E-mail addresses are collected via the wn.com web site. Users have to physically opt-in to receive the wn.com newsletter and a verification e-mail is sent. wn.com is clearly and conspicuously named at the point of
collection.If you no longer wish to receive our newsletter and promotional communications, you may opt-out of receiving them by following the instructions included in each newsletter or communication or by e-mailing us at michaelw(at)wn.com
The security of your personal information is important to us.
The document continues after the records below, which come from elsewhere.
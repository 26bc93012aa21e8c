#![forbid(unsafe_code)]

//! The host page contract.
//!
//! branchmap never touches a document directly. A chat page is reached through
//! [`HostPage`], which hands out plain [`TurnView`] snapshots and accepts
//! fire-and-forget interactions. The page is treated as an untrusted,
//! eventually-consistent source: a click is issued now and its effect is
//! observed on a later read.
//!
//! Because views are snapshots there are no element references to go stale.
//! Re-resolving a turn after the host re-renders is just another call to
//! [`HostPage::user_turns`].

use std::fmt;

use serde::{Deserialize, Serialize};

/// Stable host identifier of a turn container (e.g. `conversation-turn-3`).
#[derive(Debug, Clone, PartialEq, Eq, Hash, PartialOrd, Ord, Serialize, Deserialize)]
#[serde(transparent)]
pub struct TurnKey(String);

impl TurnKey {
    #[must_use]
    pub fn new(key: impl Into<String>) -> Self {
        Self(key.into())
    }

    #[must_use]
    pub fn as_str(&self) -> &str {
        &self.0
    }
}

impl fmt::Display for TurnKey {
    fn fmt(&self, f: &mut fmt::Formatter<'_>) -> fmt::Result {
        f.write_str(&self.0)
    }
}

impl From<&str> for TurnKey {
    fn from(value: &str) -> Self {
        Self::new(value)
    }
}

/// Enabled/disabled state of a branch navigation control.
#[derive(Debug, Clone, Copy, PartialEq, Eq, Serialize, Deserialize)]
pub struct ControlState {
    pub enabled: bool,
}

impl ControlState {
    #[must_use]
    pub const fn enabled() -> Self {
        Self { enabled: true }
    }

    #[must_use]
    pub const fn disabled() -> Self {
        Self { enabled: false }
    }
}

/// The two branch navigation controls of a turn.
#[derive(Debug, Clone, Copy, PartialEq, Eq, Hash, Serialize, Deserialize)]
#[serde(rename_all = "snake_case")]
pub enum NavControl {
    Previous,
    Next,
}

impl NavControl {
    /// Control that moves from `current` towards `target`.
    #[must_use]
    pub const fn toward(current: usize, target: usize) -> Self {
        if target > current {
            Self::Next
        } else {
            Self::Previous
        }
    }
}

impl fmt::Display for NavControl {
    fn fmt(&self, f: &mut fmt::Formatter<'_>) -> fmt::Result {
        match self {
            Self::Previous => f.write_str("previous"),
            Self::Next => f.write_str("next"),
        }
    }
}

/// Snapshot of one user turn as rendered by the host.
#[derive(Debug, Clone, PartialEq, Eq, Default, Serialize, Deserialize)]
pub struct TurnView {
    #[serde(default)]
    pub turn_key: Option<TurnKey>,
    #[serde(default)]
    pub text: String,
    /// Raw text of the branch indicator element, e.g. `"2/3"`.
    #[serde(default)]
    pub indicator_text: Option<String>,
    #[serde(default)]
    pub previous: Option<ControlState>,
    #[serde(default)]
    pub next: Option<ControlState>,
}

impl TurnView {
    /// A turn with text and no branch chrome.
    #[must_use]
    pub fn new(text: impl Into<String>) -> Self {
        Self {
            text: text.into(),
            ..Self::default()
        }
    }

    #[must_use]
    pub fn with_key(mut self, key: impl Into<TurnKey>) -> Self {
        self.turn_key = Some(key.into());
        self
    }

    #[must_use]
    pub fn with_indicator(mut self, indicator: impl Into<String>) -> Self {
        self.indicator_text = Some(indicator.into());
        self
    }

    #[must_use]
    pub fn with_controls(
        mut self,
        previous: Option<ControlState>,
        next: Option<ControlState>,
    ) -> Self {
        self.previous = previous;
        self.next = next;
        self
    }

    /// State of one navigation control, if the host renders it.
    #[must_use]
    pub const fn control(&self, control: NavControl) -> Option<ControlState> {
        match control {
            NavControl::Previous => self.previous,
            NavControl::Next => self.next,
        }
    }

    /// True when at least one navigation control is present.
    #[must_use]
    pub const fn has_controls(&self) -> bool {
        self.previous.is_some() || self.next.is_some()
    }
}

/// Coarse classification of a host document mutation.
#[derive(Debug, Clone, Copy, PartialEq, Eq, Hash, Serialize, Deserialize)]
#[serde(rename_all = "snake_case")]
pub enum MutationHint {
    /// A subtree containing a user turn was inserted.
    UserTurnAdded,
    /// A subtree containing a branch indicator was inserted.
    IndicatorAdded,
    /// A previous/next control changed its disabled state.
    NavControlToggled,
    /// Anything else.
    Other,
}

impl MutationHint {
    /// Whether this mutation can change the conversation tree.
    #[must_use]
    pub const fn is_relevant(self) -> bool {
        !matches!(self, Self::Other)
    }
}

/// A chat page the tracker can observe and drive.
pub trait HostPage {
    /// All user turns in document order.
    fn user_turns(&self) -> Vec<TurnView>;

    /// True while the host is streaming a response.
    fn is_streaming(&self) -> bool;

    /// Activate the previous/next control of a turn.
    ///
    /// Returns `false` when the turn or control could not be found. A `true`
    /// return only means the interaction was issued.
    fn activate(&mut self, turn: &TurnKey, control: NavControl) -> bool;

    /// Scroll the user turn at `depth` into view.
    fn scroll_into_view(&mut self, depth: usize) -> bool;

    /// Path component of the current page location.
    fn location_path(&self) -> String;

    /// Number of user turns currently rendered.
    fn user_turn_count(&self) -> usize {
        self.user_turns().len()
    }

    /// True while the overlay and its toggle are still mounted in the document.
    fn chrome_mounted(&self) -> bool {
        true
    }

    /// Mount the overlay and toggle again after the host removed them.
    fn mount_chrome(&mut self) {}
}

/// Conversation identifier from a location path: its last non-empty segment,
/// or `"default"`.
#[must_use]
pub fn conversation_id_from_path(path: &str) -> String {
    path.split('/')
        .rev()
        .find(|segment| !segment.is_empty())
        .unwrap_or("default")
        .to_owned()
}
We follow generally accepted industry standards to protect the personal information submitted to us, both during registration and once we receive it. No method of transmission over the Internet, or method of electronic storage, is 100 percent secure, however. Therefore, though we strive to use commercially acceptable means to protect your personal information, we cannot guarantee its absolute security.
If we decide to change our e-mail practices, we will post those changes to this privacy statement, the homepage, and other places we think appropriate so that you are aware of what information we collect, how we use it, and under what circumstances, if any, we disclose it.
If we make material changes to our e-mail practices, we will notify you here, by e-mail, and by means of a notice on our home page.
The advertising banners and other forms of advertising appearing on this Web site are sometimes delivered to you, on our behalf, by a third party. In the course of serving advertisements to this site, the third party may place or recognize a unique cookie on your browser. For more information on cookies, you can visit www.cookiecentral.com.
As we continue to develop our business, we might sell certain aspects of our entities or assets. In such transactions, user information, including personally identifiable information, generally is one of the transferred business assets, and by submitting your personal information on Wn.com you agree that your data may be transferred to such parties in these circumstances.